(Record excerpts)
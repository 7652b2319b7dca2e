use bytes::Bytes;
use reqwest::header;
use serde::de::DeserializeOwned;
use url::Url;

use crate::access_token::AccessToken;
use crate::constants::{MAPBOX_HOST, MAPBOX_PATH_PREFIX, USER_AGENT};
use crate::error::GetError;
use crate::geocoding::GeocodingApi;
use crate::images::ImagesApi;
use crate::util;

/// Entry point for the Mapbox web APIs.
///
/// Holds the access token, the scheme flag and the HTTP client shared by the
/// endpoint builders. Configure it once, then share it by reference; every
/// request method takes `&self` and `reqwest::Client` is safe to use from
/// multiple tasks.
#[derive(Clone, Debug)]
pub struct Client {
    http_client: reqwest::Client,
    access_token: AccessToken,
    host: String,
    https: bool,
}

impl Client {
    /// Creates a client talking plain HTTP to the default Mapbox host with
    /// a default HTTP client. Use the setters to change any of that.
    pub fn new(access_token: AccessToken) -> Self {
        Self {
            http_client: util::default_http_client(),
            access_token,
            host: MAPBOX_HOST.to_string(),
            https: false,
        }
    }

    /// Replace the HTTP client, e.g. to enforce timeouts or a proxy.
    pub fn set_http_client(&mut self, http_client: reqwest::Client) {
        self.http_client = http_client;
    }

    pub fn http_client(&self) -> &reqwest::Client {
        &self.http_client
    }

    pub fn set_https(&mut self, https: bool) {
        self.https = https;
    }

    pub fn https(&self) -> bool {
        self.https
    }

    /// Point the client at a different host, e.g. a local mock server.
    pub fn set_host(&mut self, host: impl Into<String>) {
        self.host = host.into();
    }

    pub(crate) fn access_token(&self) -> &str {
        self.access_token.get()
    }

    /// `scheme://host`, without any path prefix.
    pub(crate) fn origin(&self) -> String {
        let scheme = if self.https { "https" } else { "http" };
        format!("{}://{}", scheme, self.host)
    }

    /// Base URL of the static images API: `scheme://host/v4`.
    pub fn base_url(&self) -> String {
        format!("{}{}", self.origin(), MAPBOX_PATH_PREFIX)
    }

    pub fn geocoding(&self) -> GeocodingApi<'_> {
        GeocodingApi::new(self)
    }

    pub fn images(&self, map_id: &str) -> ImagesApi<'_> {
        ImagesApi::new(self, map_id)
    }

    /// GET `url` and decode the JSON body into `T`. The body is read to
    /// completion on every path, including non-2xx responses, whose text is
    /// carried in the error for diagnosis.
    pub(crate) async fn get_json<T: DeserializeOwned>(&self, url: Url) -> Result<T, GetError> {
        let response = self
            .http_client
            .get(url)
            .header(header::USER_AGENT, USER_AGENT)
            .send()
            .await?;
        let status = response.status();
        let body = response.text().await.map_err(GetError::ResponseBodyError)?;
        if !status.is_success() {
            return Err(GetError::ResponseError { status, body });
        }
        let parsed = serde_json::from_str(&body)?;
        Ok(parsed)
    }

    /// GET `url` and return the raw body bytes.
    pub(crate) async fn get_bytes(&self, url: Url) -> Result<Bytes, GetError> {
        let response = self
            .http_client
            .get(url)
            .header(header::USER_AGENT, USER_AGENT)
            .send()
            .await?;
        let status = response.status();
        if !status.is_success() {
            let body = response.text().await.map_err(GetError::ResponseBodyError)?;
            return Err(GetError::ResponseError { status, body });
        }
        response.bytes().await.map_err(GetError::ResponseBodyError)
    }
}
(End Record excerpts)
# Your assignment
An exact copy of all the entries above is what is needed.

# Answer space
repository 7652b2319b7dca2e
use bytes::Bytes;
use reqwest::header;
use serde::de::DeserializeOwned;
use url::Url;

use crate::access_token::AccessToken;
use crate::constants::{MAPBOX_HOST, MAPBOX_PATH_PREFIX, USER_AGENT};
use crate::error::GetError;
use crate::geocoding::GeocodingApi;
use crate::images::ImagesApi;
use crate::util;

/// Entry point for the Mapbox web APIs.
///
/// Holds the access token, the scheme flag and the HTTP client shared by the
/// endpoint builders. Configure it once, then share it by reference; every
/// request method takes `&self` and `reqwest::Client` is safe to use from
/// multiple tasks.
#[derive(Clone, Debug)]
pub struct Client {
    http_client: reqwest::Client,
    access_token: AccessToken,
    host: String,
    https: bool,
}

impl Client {
    /// Creates a client talking plain HTTP to the default Mapbox host with
    /// a default HTTP client. Use the setters to change any of that.
    pub fn new(access_token: AccessToken) -> Self {
        Self {
            http_client: util::default_http_client(),
            access_token,
            host: MAPBOX_HOST.to_string(),
            https: false,
        }
    }

    /// Replace the HTTP client, e.g. to enforce timeouts or a proxy.
    pub fn set_http_client(&mut self, http_client: reqwest::Client) {
        self.http_client = http_client;
    }

    pub fn http_client(&self) -> &reqwest::Client {
        &self.http_client
    }

    pub fn set_https(&mut self, https: bool) {
        self.https = https;
    }

    pub fn https(&self) -> bool {
        self.https
    }

    /// Point the client at a different host, e.g. a local mock server.
    pub fn set_host(&mut self, host: impl Into<String>) {
        self.host = host.into();
    }

    pub(crate) fn access_token(&self) -> &str {
        self.access_token.get()
    }

    /// `scheme://host`, without any path prefix.
    pub(crate) fn origin(&self) -> String {
        let scheme = if self.https { "https" } else { "http" };
        format!("{}://{}", scheme, self.host)
    }

    /// Base URL of the static images API: `scheme://host/v4`.
    pub fn base_url(&self) -> String {
        format!("{}{}", self.origin(), MAPBOX_PATH_PREFIX)
    }

    pub fn geocoding(&self) -> GeocodingApi<'_> {
        GeocodingApi::new(self)
    }

    pub fn images(&self, map_id: &str) -> ImagesApi<'_> {
        ImagesApi::new(self, map_id)
    }

    /// GET `url` and decode the JSON body into `T`. The body is read to
    /// completion on every path, including non-2xx responses, whose text is
    /// carried in the error for diagnosis.
    pub(crate) async fn get_json<T: DeserializeOwned>(&self, url: Url) -> Result<T, GetError> {
        let response = self
            .http_client
            .get(url)
            .header(header::USER_AGENT, USER_AGENT)
            .send()
            .await?;
        let status = response.status();
        let body = response.text().await.map_err(GetError::ResponseBodyError)?;
        if !status.is_success() {
            return Err(GetError::ResponseError { status, body });
        }
        let parsed = serde_json::from_str(&body)?;
        Ok(parsed)
    }

    /// GET `url` and return the raw body bytes.
    pub(crate) async fn get_bytes(&self, url: Url) -> Result<Bytes, GetError> {
        let response = self
            .http_client
            .get(url)
            .header(header::USER_AGENT, USER_AGENT)
            .send()
            .await?;
        let status = response.status();
        if !status.is_success() {
            let body = response.text().await.map_err(GetError::ResponseBodyError)?;
            return Err(GetError::ResponseError { status, body });
        }
        response.bytes().await.map_err(GetError::ResponseBodyError)
    }
}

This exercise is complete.